→ Assigned task
For each line of the data below that holds "StoryFilter", copy the line.

→ Records supplied
◆ ◆ ◆ ◆ ◆
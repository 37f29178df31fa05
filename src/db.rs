use std::path::Path;
use std::time::Duration;

use chrono::{DateTime, NaiveDate, SecondsFormat, Utc};
use rusqlite::{Connection, OptionalExtension};
use tracing::{debug, warn};

use crate::enrich::EnrichedRecord;
use crate::error::{Result, StoreError};

const BUSY_TIMEOUT: Duration = Duration::from_secs(5);

pub fn connect(path: &Path) -> Result<Connection> {
    if let Some(dir) = path.parent().filter(|d| !d.as_os_str().is_empty()) {
        std::fs::create_dir_all(dir)?;
    }
    let conn = Connection::open(path)?;
    conn.busy_timeout(BUSY_TIMEOUT)?;
    conn.execute_batch("PRAGMA journal_mode=WAL;")?;
    Ok(conn)
}

pub fn init_schema(conn: &Connection) -> Result<()> {
    conn.execute_batch(
        "
        CREATE TABLE IF NOT EXISTS stories (
            url              TEXT PRIMARY KEY,
            title            TEXT NOT NULL,
            author           TEXT NOT NULL,
            publication_date TEXT,
            tags             TEXT NOT NULL DEFAULT '[]',
            content          TEXT NOT NULL,
            genre_primary    TEXT NOT NULL,
            genre_secondary  TEXT NOT NULL DEFAULT '[]',
            tropes           TEXT NOT NULL DEFAULT '[]',
            writing_style    TEXT NOT NULL,
            word_count       INTEGER NOT NULL DEFAULT 0,
            revision         INTEGER NOT NULL DEFAULT 1,
            created_at       TEXT NOT NULL,
            updated_at       TEXT NOT NULL
        );
        CREATE INDEX IF NOT EXISTS idx_stories_genre ON stories(genre_primary);
        CREATE INDEX IF NOT EXISTS idx_stories_words ON stories(word_count);
        CREATE INDEX IF NOT EXISTS idx_stories_author ON stories(author);
        ",
    )?;
    Ok(())
}

// ── Writes ──

#[derive(Debug, Clone, Copy, PartialEq, Eq)]
pub enum UpsertOutcome {
    Inserted,
    Updated,
}

/// Create or fully replace the row for `rec.url` in one statement.
///
/// `created_at` is written only when the URL is new; every other column,
/// `updated_at` included, comes from `rec`.
pub fn upsert_story(conn: &Connection, rec: &EnrichedRecord) -> Result<UpsertOutcome> {
    let mut stmt = conn.prepare_cached(
        "INSERT INTO stories
         (url, title, author, publication_date, tags, content, genre_primary,
          genre_secondary, tropes, writing_style, word_count, updated_at, created_at)
         VALUES (?1,?2,?3,?4,?5,?6,?7,?8,?9,?10,?11,?12,?12)
         ON CONFLICT(url) DO UPDATE SET
            title            = excluded.title,
            author           = excluded.author,
            publication_date = excluded.publication_date,
            tags             = excluded.tags,
            content          = excluded.content,
            genre_primary    = excluded.genre_primary,
            genre_secondary  = excluded.genre_secondary,
            tropes           = excluded.tropes,
            writing_style    = excluded.writing_style,
            word_count       = excluded.word_count,
            updated_at       = excluded.updated_at,
            revision         = stories.revision + 1
         RETURNING revision",
    )?;
    let revision: i64 = stmt.query_row(
        rusqlite::params![
            rec.url,
            rec.title,
            rec.author,
            rec.publication_date.map(|d| d.to_string()),
            serde_json::to_string(&rec.tags)?,
            rec.body,
            rec.genre_primary,
            serde_json::to_string(&rec.genre_secondary)?,
            serde_json::to_string(&rec.tropes)?,
            serde_json::to_string(&rec.writing_style)?,
            rec.writing_style.word_count,
            format_timestamp(&rec.updated_at),
        ],
        |row| row.get(0),
    )?;
    Ok(if revision == 1 {
        UpsertOutcome::Inserted
    } else {
        UpsertOutcome::Updated
    })
}

#[derive(Debug, Default, Clone, Copy, PartialEq, Eq)]
pub struct SaveCounts {
    pub inserted: usize,
    pub updated: usize,
    pub failed: usize,
}

/// Upsert a batch in one transaction. A failing record is logged and counted;
/// the rest of the batch still lands. If SQLite rolled the whole transaction
/// back (I/O error, full disk), the batch stops there and the error is returned,
/// since nothing written so far will be committed.
pub fn save_stories(conn: &Connection, records: &[EnrichedRecord]) -> Result<SaveCounts> {
    let tx = conn.unchecked_transaction()?;
    let mut counts = SaveCounts::default();
    for rec in records {
        match upsert_story(&tx, rec) {
            Ok(UpsertOutcome::Inserted) => counts.inserted += 1,
            Ok(UpsertOutcome::Updated) => counts.updated += 1,
            Err(e) if tx.is_autocommit() => {
                warn!(url = %rec.url, error = %e, "Transaction rolled back, abandoning batch");
                return Err(e);
            }
            Err(e) => {
                warn!(url = %rec.url, error = %e, "Failed to save story");
                counts.failed += 1;
            }
        }
    }
    tx.commit()?;
    debug!(?counts, "Saved batch");
    Ok(counts)
}

// ── Reads ──

const STORY_COLUMNS: &str = "url, title, author, publication_date, tags, content, genre_primary,
     genre_secondary, tropes, writing_style, created_at, updated_at";

struct StoryRow {
    url: String,
    title: String,
    author: String,
    publication_date: Option<String>,
    tags: String,
    content: String,
    genre_primary: String,
    genre_secondary: String,
    tropes: String,
    writing_style: String,
    created_at: String,
    updated_at: String,
}

impl StoryRow {
    fn from_row(row: &rusqlite::Row<'_>) -> rusqlite::Result<Self> {
        Ok(StoryRow {
            url: row.get(0)?,
            title: row.get(1)?,
            author: row.get(2)?,
            publication_date: row.get(3)?,
            tags: row.get(4)?,
            content: row.get(5)?,
            genre_primary: row.get(6)?,
            genre_secondary: row.get(7)?,
            tropes: row.get(8)?,
            writing_style: row.get(9)?,
            created_at: row.get(10)?,
            updated_at: row.get(11)?,
        })
    }
}

impl TryFrom<StoryRow> for EnrichedRecord {
    type Error = StoreError;

    fn try_from(r: StoryRow) -> Result<Self> {
        let publication_date = match r.publication_date {
            Some(d) => Some(
                NaiveDate::parse_from_str(&d, "%Y-%m-%d").map_err(|_| StoreError::Timestamp(d))?,
            ),
            None => None,
        };
        Ok(EnrichedRecord {
            url: r.url,
            title: r.title,
            author: r.author,
            publication_date,
            tags: serde_json::from_str(&r.tags)?,
            body: r.content,
            genre_primary: r.genre_primary,
            genre_secondary: serde_json::from_str(&r.genre_secondary)?,
            tropes: serde_json::from_str(&r.tropes)?,
            writing_style: serde_json::from_str(&r.writing_style)?,
            created_at: Some(parse_timestamp(r.created_at)?),
            updated_at: parse_timestamp(r.updated_at)?,
        })
    }
}

pub fn get_story(conn: &Connection, url: &str) -> Result<Option<EnrichedRecord>> {
    let sql = format!("SELECT {} FROM stories WHERE url = ?1", STORY_COLUMNS);
    let row = conn
        .query_row(&sql, [url], StoryRow::from_row)
        .optional()?;
    row.map(EnrichedRecord::try_from).transpose()
}

/// Read-side filters shared by listing and export.
#[derive(Debug, Default, Clone)]
pub struct StoryFilter {
    pub genre: Option<String>,
    pub trope: Option<String>,
    pub min_words: Option<usize>,
    pub max_words: Option<usize>,
    pub limit: Option<usize>,
}

impl StoryFilter {
    fn to_sql(&self) -> (String, Vec<Box<dyn rusqlite::types::ToSql>>) {
        let mut conditions = Vec::new();
        let mut params: Vec<Box<dyn rusqlite::types::ToSql>> = Vec::new();

        if let Some(g) = &self.genre {
            conditions.push(format!("genre_primary = ?{}", params.len() + 1));
            params.push(Box::new(g.clone()));
        }
        if let Some(t) = &self.trope {
            conditions.push(format!(
                "EXISTS (SELECT 1 FROM json_each(stories.tropes) WHERE json_each.value = ?{})",
                params.len() + 1
            ));
            params.push(Box::new(t.clone()));
        }
        if let Some(n) = self.min_words {
            conditions.push(format!("word_count >= ?{}", params.len() + 1));
            params.push(Box::new(n));
        }
        if let Some(n) = self.max_words {
            conditions.push(format!("word_count <= ?{}", params.len() + 1));
            params.push(Box::new(n));
        }

        let mut clause = if conditions.is_empty() {
            String::new()
        } else {
            format!(" WHERE {}", conditions.join(" AND "))
        };
        clause.push_str(" ORDER BY updated_at DESC, url");
        if let Some(n) = self.limit {
            clause.push_str(&format!(" LIMIT {}", n));
        }
        (clause, params)
    }
}

pub fn fetch_stories(conn: &Connection, filter: &StoryFilter) -> Result<Vec<EnrichedRecord>> {
    let (clause, params) = filter.to_sql();
    let sql = format!("SELECT {} FROM stories{}", STORY_COLUMNS, clause);
    let mut stmt = conn.prepare(&sql)?;
    let param_refs: Vec<&dyn rusqlite::types::ToSql> = params.iter().map(|p| p.as_ref()).collect();
    let rows = stmt
        .query_map(param_refs.as_slice(), StoryRow::from_row)?
        .collect::<rusqlite::Result<Vec<_>>>()?;
    rows.into_iter().map(EnrichedRecord::try_from).collect()
}

// ── Overview ──

pub struct OverviewRow {
    pub url: String,
    pub title: String,
    pub author: String,
    pub genre_primary: String,
    pub word_count: usize,
    pub tropes: Vec<String>,
}

pub fn fetch_overview(conn: &Connection, filter: &StoryFilter) -> Result<Vec<OverviewRow>> {
    let (clause, params) = filter.to_sql();
    let sql = format!(
        "SELECT url, title, author, genre_primary, word_count, tropes FROM stories{}",
        clause
    );
    let mut stmt = conn.prepare(&sql)?;
    let param_refs: Vec<&dyn rusqlite::types::ToSql> = params.iter().map(|p| p.as_ref()).collect();
    let rows = stmt
        .query_map(param_refs.as_slice(), |row| {
            Ok((
                row.get::<_, String>(0)?,
                row.get::<_, String>(1)?,
                row.get::<_, String>(2)?,
                row.get::<_, String>(3)?,
                row.get::<_, usize>(4)?,
                row.get::<_, String>(5)?,
            ))
        })?
        .collect::<rusqlite::Result<Vec<_>>>()?;
    rows.into_iter()
        .map(|(url, title, author, genre_primary, word_count, tropes)| {
            Ok(OverviewRow {
                url,
                title,
                author,
                genre_primary,
                word_count,
                tropes: serde_json::from_str(&tropes)?,
            })
        })
        .collect()
}

// ── Stats ──

pub struct Stats {
    pub total: usize,
    pub known_authors: usize,
    pub dated: usize,
    pub total_words: usize,
    pub last_updated: Option<String>,
}

pub fn get_stats(conn: &Connection) -> Result<Stats> {
    let total: usize = conn.query_row("SELECT COUNT(*) FROM stories", [], |r| r.get(0))?;
    let known_authors: usize = conn.query_row(
        "SELECT COUNT(DISTINCT author) FROM stories WHERE author != ?1",
        [crate::parser::UNKNOWN_AUTHOR],
        |r| r.get(0),
    )?;
    let dated: usize = conn.query_row(
        "SELECT COUNT(*) FROM stories WHERE publication_date IS NOT NULL",
        [],
        |r| r.get(0),
    )?;
    let total_words: usize =
        conn.query_row("SELECT COALESCE(SUM(word_count), 0) FROM stories", [], |r| r.get(0))?;
    let last_updated: Option<String> =
        conn.query_row("SELECT MAX(updated_at) FROM stories", [], |r| r.get(0))?;
    Ok(Stats {
        total,
        known_authors,
        dated,
        total_words,
        last_updated,
    })
}

pub fn genre_distribution(conn: &Connection) -> Result<Vec<(String, usize)>> {
    let mut stmt = conn.prepare(
        "SELECT genre_primary, COUNT(*) AS n
         FROM stories
         GROUP BY genre_primary
         ORDER BY n DESC, genre_primary",
    )?;
    let rows = stmt
        .query_map([], |row| Ok((row.get(0)?, row.get(1)?)))?
        .collect::<rusqlite::Result<Vec<_>>>()?;
    Ok(rows)
}

pub fn trope_distribution(conn: &Connection) -> Result<Vec<(String, usize)>> {
    let mut stmt = conn.prepare(
        "SELECT t.value, COUNT(*) AS n
         FROM stories, json_each(stories.tropes) AS t
         GROUP BY t.value
         ORDER BY n DESC, t.value",
    )?;
    let rows = stmt
        .query_map([], |row| Ok((row.get(0)?, row.get(1)?)))?
        .collect::<rusqlite::Result<Vec<_>>>()?;
    Ok(rows)
}

// ── Timestamps ──

fn format_timestamp(ts: &DateTime<Utc>) -> String {
    ts.to_rfc3339_opts(SecondsFormat::Micros, true)
}

fn parse_timestamp(raw: String) -> Result<DateTime<Utc>> {
    DateTime::parse_from_rfc3339(&raw)
        .map(|t| t.with_timezone(&Utc))
        .map_err(|_| StoreError::Timestamp(raw))
}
◆ ◆ ◆ ◆ ◆
→ Answer to this exercise
pub struct StoryFilter {
impl StoryFilter {
pub fn fetch_stories(conn: &Connection, filter: &StoryFilter) -> Result<Vec<EnrichedRecord>> {
pub fn fetch_overview(conn: &Connection, filter: &StoryFilter) -> Result<Vec<OverviewRow>> {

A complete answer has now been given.